FIGURE 2.9 Critical Periods in Human Development The most serious damage from teratogens (green bars) is likely to occur early in prenatal development. However, significant damage (purple bars) to many vital parts of the body can occur during the last months of pregnancy as well. Behavioural teratogens also affect the fetus throughout development.

Obstetricians recommend that before pregnancy occurs, women should avoid drugs (especially alcohol), supplement a balanced diet with extra folic acid and iron, and update their immunizations. Indeed, preconception health is at least as important as health during pregnancy.

In recent years, Canadian women have been more active and aware of the importance of preconception health as a strategy to optimize a healthy birth. Through public awareness campaigns, discussions with health care providers, and preconception classes, expectant mothers and fathers have gained the knowledge, skills, motivation, opportunity, access, and supportive environments that make it easier to engage in healthy behaviours (McGreary, 2007). (See Figure 2.10 for examples of changes in prenatal health behaviours.)

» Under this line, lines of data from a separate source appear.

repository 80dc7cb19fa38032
//! # Obscurity
//!
//! A small authenticated web application: a landing page plus login and
//! registration forms backed by session cookies.
//!
//! ## Flow
//!
//! Every form submission runs the same pipeline:
//!
//! 1. Requests that already carry a valid session are redirected home.
//! 2. The email and password are validated; failures are reported as
//!    field-scoped errors with `400 Bad Request` and nothing is written.
//! 3. The user store is consulted (create on `/join`, verify on `/login`).
//! 4. A session is issued and the browser is redirected to a same-origin path.
//!
//! ## Stores
//!
//! Users and sessions live behind the [`obscurity::users::UserStore`] and
//! [`obscurity::session::SessionStore`] traits. PostgreSQL backs both in
//! production; in-memory implementations are used when no DSN is configured.

pub mod cli;
pub mod obscurity;

#[allow(clippy::doc_markdown, clippy::needless_raw_string_hashes)]
pub mod built_info {
    include!(concat!(env!("OUT_DIR"), "/built.rs"));
}

pub const GIT_COMMIT_HASH: &str = match built_info::GIT_COMMIT_HASH {
    Some(hash) => hash,
    None => "unknown",
};
use crate::obscurity::{handlers::HOME_PATH, session::SessionIssuer};
use axum::{extract::Extension, http::HeaderMap, response::Response};
use std::sync::Arc;
use tracing::instrument;

#[utoipa::path(
    post,
    path= "/logout",
    responses (
        (status = 303, description = "Session removed, cookie cleared, redirect to `/`"),
    ),
    tag= "logout"
)]
#[instrument(skip_all)]
pub async fn logout(headers: HeaderMap, sessions: Extension<Arc<SessionIssuer>>) -> Response {
    sessions.destroy(&headers, HOME_PATH).await
}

FIGURE 2.10 For the Sake of the Baby According to one study in Ontario, there were significant changes in prenatal health behaviours between 2002 and 2008. Specifically, when compared to their last pregnancy, women were more likely to consult their health care provider about improving their health, quit/cut down on their smoking, and/or begin taking folic acid. In fact, many of these behaviour changes began even before conception (Best Start Resource Centre, 2009).

The first days and weeks after conception (the germinal and embryonic periods) are critical for body formation, but the entire fetal period is a sensitive time for brain development. Further, preterm birth is a risk factor that is affected by nutrition and drugs throughout pregnancy.

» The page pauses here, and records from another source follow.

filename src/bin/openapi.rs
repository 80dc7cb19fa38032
use anyhow::Result;

fn main() -> Result<()> {
    let doc = obscurity::obscurity::openapi();
    let json = serde_json::to_string_pretty(&doc)?;
    println!("{json}");
    Ok(())
}
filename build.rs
fn main() {
    built::write_built_file().expect("Failed to acquire build-time information");
}
use crate::obscurity::{
    handlers::internal_error, html::index_page, session::SessionIssuer, users::UserStore,
};
use axum::{
    extract::Extension,
    http::HeaderMap,
    response::{Html, IntoResponse, Response},
};
use std::sync::Arc;
use tracing::instrument;

/// Landing page, personalized when the requester holds a valid session.
#[instrument(skip_all)]
pub async fn index(
    headers: HeaderMap,
    users: Extension<Arc<dyn UserStore>>,
    sessions: Extension<Arc<SessionIssuer>>,
) -> Response {
    let user = match sessions.current_user_id(&headers).await {
        Ok(Some(user_id)) => match users.get_user_by_id(user_id).await {
            Ok(user) => user,
            Err(err) => return internal_error("Error fetching user", &err),
        },
        Ok(None) => None,
        Err(err) => return internal_error("Failed to lookup session", &err),
    };

    Html(index_page(user.as_ref())).into_response()
}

Timing may be important even before conception. When pregnancy occurs soon after a previous pregnancy, risk increases, perhaps because a woman’s body may need time to recover from birth. For example, second-born children are twice as likely to be autistic if they are born within a year of the first-born child than if they are born several years later (Cheslack-Postava et al., 2011). Mothers who are under age 16 or over age 40 have higher rates of genetic, prenatal, and birth complications.

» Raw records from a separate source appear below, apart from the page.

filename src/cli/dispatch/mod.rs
//! Map validated CLI arguments to the action the binary executes.

use crate::cli::actions::{server::Args, Action};
use crate::cli::commands::{ARG_COOKIE_SECURE, ARG_DSN, ARG_PORT, ARG_SESSION_TTL};
use crate::cli::globals::DEFAULT_SESSION_TTL_SECONDS;
use anyhow::Result;
use secrecy::SecretString;

/// Map validated CLI matches to a server action.
///
/// # Errors
/// Returns an error if the arguments are inconsistent.
pub fn handler(matches: &clap::ArgMatches) -> Result<Action> {
    let port = matches.get_one::<u16>(ARG_PORT).copied().unwrap_or(8080);
    let dsn = matches
        .get_one::<String>(ARG_DSN)
        .map(|dsn| dsn.trim().to_string())
        .filter(|dsn| !dsn.is_empty())
        .map(SecretString::from);
    let session_ttl_seconds = matches
        .get_one::<i64>(ARG_SESSION_TTL)
        .copied()
        .unwrap_or(DEFAULT_SESSION_TTL_SECONDS);
    let cookie_secure = matches.get_flag(ARG_COOKIE_SECURE);

    Ok(Action::Server(Args {
        port,
        dsn,
        session_ttl_seconds,
        cookie_secure,
    }))
}

#[cfg(test)]
mod tests {
    use super::*;
    use secrecy::ExposeSecret;

    #[test]
    fn handler_builds_server_action() {
        temp_env::with_vars_unset(
            [
                "OBSCURITY_PORT",
                "OBSCURITY_DSN",
                "OBSCURITY_SESSION_TTL",
                "OBSCURITY_COOKIE_SECURE",
            ],
            || {
                let matches = crate::cli::commands::new().get_matches_from(vec![
                    "obscurity",
                    "--port",
                    "9000",
                    "--dsn",
                    "postgres://localhost/obscurity",
                    "--cookie-secure",
                ]);
                let Ok(Action::Server(args)) = handler(&matches) else {
                    panic!("expected server action");
                };
                assert_eq!(args.port, 9000);
                assert_eq!(
                    args.dsn.as_ref().map(|dsn| dsn.expose_secret().to_string()),
                    Some("postgres://localhost/obscurity".to_string())
                );
                assert_eq!(args.session_ttl_seconds, DEFAULT_SESSION_TTL_SECONDS);
                assert!(args.cookie_secure);
            },
        );
    }

    #[test]
    fn blank_dsn_means_in_memory() {
        temp_env::with_vars([("OBSCURITY_DSN", Some("  "))], || {
            let matches = crate::cli::commands::new().get_matches_from(vec!["obscurity"]);
            let Ok(Action::Server(args)) = handler(&matches) else {
                panic!("expected server action");
            };
            assert!(args.dsn.is_none());
        });
    }
}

The critical and sensitive period concepts are helpful in understanding cerebral palsy (difficulties with movement control resulting from brain damage), which was once thought to be caused solely by birth procedures (excessive medication, slow breech birth, or use of forceps to pull the fetal head through the birth canal). We now know that cerebral palsy results from genetic vulnerability, teratogens, and maternal infection (J. R. Mann et al., 2009), and not only insufficient oxygen to the fetal brain at birth.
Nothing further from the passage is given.